▶ Task instructions
After locating the line with "was set before." in the data that follows, return it and every later line exactly, up to and including the line with "the event body.".

▶ Working data
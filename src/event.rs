//! Decoded ESL events

use std::collections::HashMap;

use serde::{Deserialize, Serialize};

use crate::headers::Header;

/// An event produced by a [`Decoder`](crate::Decoder) from one frame.
///
/// Read-only once it reaches the dispatcher; listeners and handlers share it
/// behind an `Arc`.
#[derive(Debug, Clone, Default, PartialEq, Eq, Serialize, Deserialize)]
pub struct EslEvent {
    name: String,
    headers: HashMap<String, String>,
    body: Option<String>,
    #[serde(skip)]
    raw: Vec<u8>,
}

impl EslEvent {
    /// Create a new empty event
    pub fn new() -> Self {
        Self::default()
    }

    /// Create an event with the given name.
    pub fn with_name(name: impl Into<String>) -> Self {
        Self {
            name: name.into(),
            ..Self::default()
        }
    }

    /// Event name used for listener and handler lookup.
    pub fn name(&self) -> &str {
        &self.name
    }

    /// Override the event name.
    pub fn set_name(&mut self, name: impl Into<String>) {
        self.name = name.into();
    }

    /// Take the name from the `Event-Name` header when present.
    ///
    /// The header wins over whatever name was set before.
    pub fn resolve_name(&mut self) {
        if let Some(name) = self
            .headers
            .get(Header::EventName.as_str())
        {
            self.name = name.clone();
        }
    }

    /// Look up a header by name (case-sensitive).
    pub fn header(&self, name: impl AsRef<str>) -> Option<&str> {
        self.headers
            .get(name.as_ref())
            .map(|s| s.as_str())
    }

    /// All headers as a map.
    pub fn headers(&self) -> &HashMap<String, String> {
        &self.headers
    }

    /// Set or overwrite a header.
    pub fn set_header(&mut self, name: impl Into<String>, value: impl Into<String>) {
        self.headers
            .insert(name.into(), value.into());
    }

    /// Event body (the content after the blank line in plain-text events).
    pub fn body(&self) -> Option<&str> {
        self.body
            .as_deref()
    }

    /// Set the event body.
    pub fn set_body(&mut self, body: impl Into<String>) {
        self.body = Some(body.into());
    }

    /// Frame bytes the event was decoded from.
    pub fn raw(&self) -> &[u8] {
        &self.raw
    }

    pub(crate) fn set_raw(&mut self, raw: Vec<u8>) {
        self.raw = raw;
    }

    /// `Unique-ID` header.
    pub fn unique_id(&self) -> Option<&str> {
        self.header(Header::UniqueId)
    }

    /// `Job-UUID` header from `bgapi` `BACKGROUND_JOB` events.
    pub fn job_uuid(&self) -> Option<&str> {
        self.header(Header::JobUuid)
    }

    /// `Event-Subclass` header of `CUSTOM` events.
    pub fn subclass(&self) -> Option<&str> {
        self.header(Header::EventSubclass)
    }
}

▶ Response for this exercise
    /// The header wins over whatever name was set before.
    pub fn resolve_name(&mut self) {
        if let Some(name) = self
            .headers
            .get(Header::EventName.as_str())
        {
            self.name = name.clone();
        }
    }

    /// Look up a header by name (case-sensitive).
    pub fn header(&self, name: impl AsRef<str>) -> Option<&str> {
        self.headers
            .get(name.as_ref())
            .map(|s| s.as_str())
    }

    /// All headers as a map.
    pub fn headers(&self) -> &HashMap<String, String> {
        &self.headers
    }

    /// Set or overwrite a header.
    pub fn set_header(&mut self, name: impl Into<String>, value: impl Into<String>) {
        self.headers
            .insert(name.into(), value.into());
    }

    /// Event body (the content after the blank line in plain-text events).
    pub fn body(&self) -> Option<&str> {
        self.body
            .as_deref()
    }

    /// Set the event body.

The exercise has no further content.